Saved data entries:
··········

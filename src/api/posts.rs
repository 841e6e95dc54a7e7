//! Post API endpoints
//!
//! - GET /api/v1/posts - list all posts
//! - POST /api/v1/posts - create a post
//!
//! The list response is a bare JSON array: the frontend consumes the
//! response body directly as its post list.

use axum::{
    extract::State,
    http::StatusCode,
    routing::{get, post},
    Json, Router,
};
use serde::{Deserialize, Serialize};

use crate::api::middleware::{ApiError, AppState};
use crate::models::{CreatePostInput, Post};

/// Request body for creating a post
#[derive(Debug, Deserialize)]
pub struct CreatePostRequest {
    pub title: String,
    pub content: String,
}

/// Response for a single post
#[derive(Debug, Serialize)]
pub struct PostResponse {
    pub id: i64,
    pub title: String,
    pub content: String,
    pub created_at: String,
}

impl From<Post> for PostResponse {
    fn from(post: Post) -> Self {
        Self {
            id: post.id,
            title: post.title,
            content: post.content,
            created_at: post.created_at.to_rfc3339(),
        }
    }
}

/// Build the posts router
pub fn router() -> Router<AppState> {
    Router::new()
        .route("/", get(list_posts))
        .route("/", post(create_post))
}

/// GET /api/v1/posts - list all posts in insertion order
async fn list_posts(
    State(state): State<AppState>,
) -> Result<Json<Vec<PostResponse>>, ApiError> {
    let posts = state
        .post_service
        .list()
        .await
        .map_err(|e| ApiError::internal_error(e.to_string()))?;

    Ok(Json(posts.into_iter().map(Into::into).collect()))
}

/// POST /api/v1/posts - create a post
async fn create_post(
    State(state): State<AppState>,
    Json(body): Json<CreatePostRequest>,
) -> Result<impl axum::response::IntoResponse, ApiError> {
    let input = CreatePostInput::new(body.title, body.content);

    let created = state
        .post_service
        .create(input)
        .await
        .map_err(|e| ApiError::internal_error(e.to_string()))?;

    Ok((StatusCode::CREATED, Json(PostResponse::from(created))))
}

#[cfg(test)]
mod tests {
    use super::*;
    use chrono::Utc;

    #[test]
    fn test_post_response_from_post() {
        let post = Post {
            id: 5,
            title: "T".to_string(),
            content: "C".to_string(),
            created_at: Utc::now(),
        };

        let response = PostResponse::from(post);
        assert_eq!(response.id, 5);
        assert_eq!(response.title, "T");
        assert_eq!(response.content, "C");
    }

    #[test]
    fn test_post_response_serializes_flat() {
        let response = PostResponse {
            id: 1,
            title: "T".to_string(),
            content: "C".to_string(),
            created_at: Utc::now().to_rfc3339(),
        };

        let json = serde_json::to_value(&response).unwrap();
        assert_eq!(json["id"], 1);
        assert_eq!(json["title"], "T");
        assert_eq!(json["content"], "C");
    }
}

··········

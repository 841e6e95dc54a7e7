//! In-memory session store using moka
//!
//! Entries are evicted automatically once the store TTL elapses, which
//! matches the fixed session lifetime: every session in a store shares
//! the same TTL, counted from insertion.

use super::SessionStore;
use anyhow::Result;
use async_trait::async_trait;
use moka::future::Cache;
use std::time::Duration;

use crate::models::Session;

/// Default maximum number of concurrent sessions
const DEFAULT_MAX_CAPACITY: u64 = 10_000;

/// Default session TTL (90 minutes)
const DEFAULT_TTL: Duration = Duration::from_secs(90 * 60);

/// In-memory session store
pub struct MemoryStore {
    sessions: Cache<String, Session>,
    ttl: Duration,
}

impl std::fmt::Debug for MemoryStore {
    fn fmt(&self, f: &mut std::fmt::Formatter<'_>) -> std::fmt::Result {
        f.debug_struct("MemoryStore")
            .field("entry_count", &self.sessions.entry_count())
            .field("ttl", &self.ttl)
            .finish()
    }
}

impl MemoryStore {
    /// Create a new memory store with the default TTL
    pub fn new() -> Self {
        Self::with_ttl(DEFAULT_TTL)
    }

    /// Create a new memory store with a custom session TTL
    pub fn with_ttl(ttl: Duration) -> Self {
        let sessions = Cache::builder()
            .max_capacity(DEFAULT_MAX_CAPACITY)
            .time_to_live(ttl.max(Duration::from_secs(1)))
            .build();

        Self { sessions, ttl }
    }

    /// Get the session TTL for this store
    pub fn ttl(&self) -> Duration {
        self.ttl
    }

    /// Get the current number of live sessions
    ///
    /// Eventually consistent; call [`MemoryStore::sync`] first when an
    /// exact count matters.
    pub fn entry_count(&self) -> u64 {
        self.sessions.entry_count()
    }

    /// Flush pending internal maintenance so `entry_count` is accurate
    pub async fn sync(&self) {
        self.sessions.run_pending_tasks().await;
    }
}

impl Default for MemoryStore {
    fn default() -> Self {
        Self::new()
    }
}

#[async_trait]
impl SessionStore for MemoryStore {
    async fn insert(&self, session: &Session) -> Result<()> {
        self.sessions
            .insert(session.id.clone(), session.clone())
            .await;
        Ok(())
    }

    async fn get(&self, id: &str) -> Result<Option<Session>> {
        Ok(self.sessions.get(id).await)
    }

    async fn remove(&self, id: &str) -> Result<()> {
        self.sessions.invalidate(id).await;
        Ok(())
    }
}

··········

State the number of lines in the entries above that contain the word "ApiError", and nothing more.

5